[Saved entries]
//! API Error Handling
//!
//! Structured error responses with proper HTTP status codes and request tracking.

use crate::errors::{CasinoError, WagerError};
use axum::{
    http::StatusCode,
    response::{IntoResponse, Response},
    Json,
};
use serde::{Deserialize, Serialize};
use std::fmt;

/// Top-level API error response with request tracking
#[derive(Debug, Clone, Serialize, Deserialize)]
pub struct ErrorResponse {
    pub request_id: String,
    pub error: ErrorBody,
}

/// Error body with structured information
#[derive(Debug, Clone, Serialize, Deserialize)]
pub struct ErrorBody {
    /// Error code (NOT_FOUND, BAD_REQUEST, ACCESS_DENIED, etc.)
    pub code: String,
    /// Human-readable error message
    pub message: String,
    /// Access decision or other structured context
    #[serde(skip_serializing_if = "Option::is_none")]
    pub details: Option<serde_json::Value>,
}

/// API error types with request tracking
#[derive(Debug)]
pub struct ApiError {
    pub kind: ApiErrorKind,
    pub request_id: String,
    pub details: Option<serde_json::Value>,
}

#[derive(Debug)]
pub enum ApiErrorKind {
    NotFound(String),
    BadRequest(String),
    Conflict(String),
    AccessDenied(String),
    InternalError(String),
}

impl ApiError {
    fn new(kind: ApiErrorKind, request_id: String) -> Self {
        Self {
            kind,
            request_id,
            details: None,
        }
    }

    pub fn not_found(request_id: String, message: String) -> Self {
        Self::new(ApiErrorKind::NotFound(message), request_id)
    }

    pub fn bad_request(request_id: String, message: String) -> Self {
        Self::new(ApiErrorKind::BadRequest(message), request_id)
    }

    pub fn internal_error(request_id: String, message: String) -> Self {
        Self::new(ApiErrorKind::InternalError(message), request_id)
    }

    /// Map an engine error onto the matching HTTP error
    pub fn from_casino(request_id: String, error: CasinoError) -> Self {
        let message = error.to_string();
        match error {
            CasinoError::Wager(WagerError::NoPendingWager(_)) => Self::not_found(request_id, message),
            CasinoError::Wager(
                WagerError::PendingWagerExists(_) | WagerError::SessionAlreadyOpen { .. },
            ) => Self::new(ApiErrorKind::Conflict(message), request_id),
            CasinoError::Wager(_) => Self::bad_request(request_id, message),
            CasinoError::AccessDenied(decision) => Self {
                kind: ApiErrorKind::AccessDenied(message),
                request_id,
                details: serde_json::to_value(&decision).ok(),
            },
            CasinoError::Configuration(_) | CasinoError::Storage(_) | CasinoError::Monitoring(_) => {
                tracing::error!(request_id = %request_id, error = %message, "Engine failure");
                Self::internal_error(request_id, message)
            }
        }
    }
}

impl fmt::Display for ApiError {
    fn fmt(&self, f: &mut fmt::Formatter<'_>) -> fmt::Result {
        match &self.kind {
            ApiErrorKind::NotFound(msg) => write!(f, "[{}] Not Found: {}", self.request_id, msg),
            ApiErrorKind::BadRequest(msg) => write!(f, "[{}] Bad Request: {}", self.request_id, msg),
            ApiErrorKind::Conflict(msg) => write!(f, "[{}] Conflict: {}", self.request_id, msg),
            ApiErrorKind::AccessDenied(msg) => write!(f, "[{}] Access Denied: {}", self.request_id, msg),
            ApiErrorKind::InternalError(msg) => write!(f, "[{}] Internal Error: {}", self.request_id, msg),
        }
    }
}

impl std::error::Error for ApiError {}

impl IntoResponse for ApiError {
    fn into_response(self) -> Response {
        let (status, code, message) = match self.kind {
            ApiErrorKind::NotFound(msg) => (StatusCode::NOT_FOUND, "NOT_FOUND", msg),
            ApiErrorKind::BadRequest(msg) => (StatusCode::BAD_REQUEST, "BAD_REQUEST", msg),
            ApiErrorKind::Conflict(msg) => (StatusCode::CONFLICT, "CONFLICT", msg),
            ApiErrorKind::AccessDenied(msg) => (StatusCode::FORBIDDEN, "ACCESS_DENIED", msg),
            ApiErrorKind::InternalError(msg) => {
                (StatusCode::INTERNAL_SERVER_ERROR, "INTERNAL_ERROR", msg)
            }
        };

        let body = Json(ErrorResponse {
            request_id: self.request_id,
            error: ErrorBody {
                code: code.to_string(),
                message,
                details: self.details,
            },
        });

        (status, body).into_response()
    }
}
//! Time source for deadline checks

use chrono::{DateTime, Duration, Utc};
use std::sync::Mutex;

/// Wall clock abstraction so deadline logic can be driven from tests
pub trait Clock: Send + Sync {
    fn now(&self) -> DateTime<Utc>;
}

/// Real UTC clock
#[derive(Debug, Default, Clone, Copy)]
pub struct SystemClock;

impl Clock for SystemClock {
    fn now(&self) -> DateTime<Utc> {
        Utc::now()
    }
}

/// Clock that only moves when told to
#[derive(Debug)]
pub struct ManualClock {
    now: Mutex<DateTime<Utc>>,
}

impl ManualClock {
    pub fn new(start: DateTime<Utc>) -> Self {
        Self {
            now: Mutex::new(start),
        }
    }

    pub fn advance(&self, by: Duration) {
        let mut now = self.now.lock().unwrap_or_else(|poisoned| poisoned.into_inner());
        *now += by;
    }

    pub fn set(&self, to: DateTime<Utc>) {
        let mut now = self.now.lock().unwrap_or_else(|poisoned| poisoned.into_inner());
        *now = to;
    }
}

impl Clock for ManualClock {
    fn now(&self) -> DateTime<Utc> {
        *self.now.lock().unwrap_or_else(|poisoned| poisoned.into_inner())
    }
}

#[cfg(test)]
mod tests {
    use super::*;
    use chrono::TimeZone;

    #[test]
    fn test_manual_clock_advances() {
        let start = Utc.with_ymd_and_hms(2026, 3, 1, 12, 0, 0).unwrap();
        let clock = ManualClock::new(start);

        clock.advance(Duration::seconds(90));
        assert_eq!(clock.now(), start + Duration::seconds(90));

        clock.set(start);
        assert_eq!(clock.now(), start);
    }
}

_WHAT IS NEEDED_. Nothing in the records should be altered when they are written out again.

_SOLUTION FOR THIS PROBLEM_.
//! API Error Handling
//!
//! Structured error responses with proper HTTP status codes and request tracking.

use crate::errors::{CasinoError, WagerError};
use axum::{
    http::StatusCode,
    response::{IntoResponse, Response},
    Json,
};
use serde::{Deserialize, Serialize};
use std::fmt;

/// Top-level API error response with request tracking
#[derive(Debug, Clone, Serialize, Deserialize)]
pub struct ErrorResponse {
    pub request_id: String,
    pub error: ErrorBody,
}

/// Error body with structured information
#[derive(Debug, Clone, Serialize, Deserialize)]
pub struct ErrorBody {
    /// Error code (NOT_FOUND, BAD_REQUEST, ACCESS_DENIED, etc.)
    pub code: String,
    /// Human-readable error message
    pub message: String,
    /// Access decision or other structured context
    #[serde(skip_serializing_if = "Option::is_none")]
    pub details: Option<serde_json::Value>,
}

/// API error types with request tracking
#[derive(Debug)]
pub struct ApiError {
    pub kind: ApiErrorKind,
    pub request_id: String,
    pub details: Option<serde_json::Value>,
}

#[derive(Debug)]
pub enum ApiErrorKind {
    NotFound(String),
    BadRequest(String),
    Conflict(String),
    AccessDenied(String),
    InternalError(String),
}

impl ApiError {
    fn new(kind: ApiErrorKind, request_id: String) -> Self {
        Self {
            kind,
            request_id,
            details: None,
        }
    }

    pub fn not_found(request_id: String, message: String) -> Self {
        Self::new(ApiErrorKind::NotFound(message), request_id)
    }

    pub fn bad_request(request_id: String, message: String) -> Self {
        Self::new(ApiErrorKind::BadRequest(message), request_id)
    }

    pub fn internal_error(request_id: String, message: String) -> Self {
        Self::new(ApiErrorKind::InternalError(message), request_id)
    }

    /// Map an engine error onto the matching HTTP error
    pub fn from_casino(request_id: String, error: CasinoError) -> Self {
        let message = error.to_string();
        match error {
            CasinoError::Wager(WagerError::NoPendingWager(_)) => Self::not_found(request_id, message),
            CasinoError::Wager(
                WagerError::PendingWagerExists(_) | WagerError::SessionAlreadyOpen { .. },
            ) => Self::new(ApiErrorKind::Conflict(message), request_id),
            CasinoError::Wager(_) => Self::bad_request(request_id, message),
            CasinoError::AccessDenied(decision) => Self {
                kind: ApiErrorKind::AccessDenied(message),
                request_id,
                details: serde_json::to_value(&decision).ok(),
            },
            CasinoError::Configuration(_) | CasinoError::Storage(_) | CasinoError::Monitoring(_) => {
                tracing::error!(request_id = %request_id, error = %message, "Engine failure");
                Self::internal_error(request_id, message)
            }
        }
    }
}

impl fmt::Display for ApiError {
    fn fmt(&self, f: &mut fmt::Formatter<'_>) -> fmt::Result {
        match &self.kind {
            ApiErrorKind::NotFound(msg) => write!(f, "[{}] Not Found: {}", self.request_id, msg),
            ApiErrorKind::BadRequest(msg) => write!(f, "[{}] Bad Request: {}", self.request_id, msg),
            ApiErrorKind::Conflict(msg) => write!(f, "[{}] Conflict: {}", self.request_id, msg),
            ApiErrorKind::AccessDenied(msg) => write!(f, "[{}] Access Denied: {}", self.request_id, msg),
            ApiErrorKind::InternalError(msg) => write!(f, "[{}] Internal Error: {}", self.request_id, msg),
        }
    }
}

impl std::error::Error for ApiError {}

impl IntoResponse for ApiError {
    fn into_response(self) -> Response {
        let (status, code, message) = match self.kind {
            ApiErrorKind::NotFound(msg) => (StatusCode::NOT_FOUND, "NOT_FOUND", msg),
            ApiErrorKind::BadRequest(msg) => (StatusCode::BAD_REQUEST, "BAD_REQUEST", msg),
            ApiErrorKind::Conflict(msg) => (StatusCode::CONFLICT, "CONFLICT", msg),
            ApiErrorKind::AccessDenied(msg) => (StatusCode::FORBIDDEN, "ACCESS_DENIED", msg),
            ApiErrorKind::InternalError(msg) => {
                (StatusCode::INTERNAL_SERVER_ERROR, "INTERNAL_ERROR", msg)
            }
        };

        let body = Json(ErrorResponse {
            request_id: self.request_id,
            error: ErrorBody {
                code: code.to_string(),
                message,
                details: self.details,
            },
        });

        (status, body).into_response()
    }
}
//! Time source for deadline checks

use chrono::{DateTime, Duration, Utc};
use std::sync::Mutex;

/// Wall clock abstraction so deadline logic can be driven from tests
pub trait Clock: Send + Sync {
    fn now(&self) -> DateTime<Utc>;
}

/// Real UTC clock
#[derive(Debug, Default, Clone, Copy)]
pub struct SystemClock;

impl Clock for SystemClock {
    fn now(&self) -> DateTime<Utc> {
        Utc::now()
    }
}

/// Clock that only moves when told to
#[derive(Debug)]
pub struct ManualClock {
    now: Mutex<DateTime<Utc>>,
}

impl ManualClock {
    pub fn new(start: DateTime<Utc>) -> Self {
        Self {
            now: Mutex::new(start),
        }
    }

    pub fn advance(&self, by: Duration) {
        let mut now = self.now.lock().unwrap_or_else(|poisoned| poisoned.into_inner());
        *now += by;
    }

    pub fn set(&self, to: DateTime<Utc>) {
        let mut now = self.now.lock().unwrap_or_else(|poisoned| poisoned.into_inner());
        *now = to;
    }
}

impl Clock for ManualClock {
    fn now(&self) -> DateTime<Utc> {
        *self.now.lock().unwrap_or_else(|poisoned| poisoned.into_inner())
    }
}

#[cfg(test)]
mod tests {
    use super::*;
    use chrono::TimeZone;

    #[test]
    fn test_manual_clock_advances() {
        let start = Utc.with_ymd_and_hms(2026, 3, 1, 12, 0, 0).unwrap();
        let clock = ManualClock::new(start);

        clock.advance(Duration::seconds(90));
        assert_eq!(clock.now(), start + Duration::seconds(90));

        clock.set(start);
        assert_eq!(clock.now(), start);
    }
}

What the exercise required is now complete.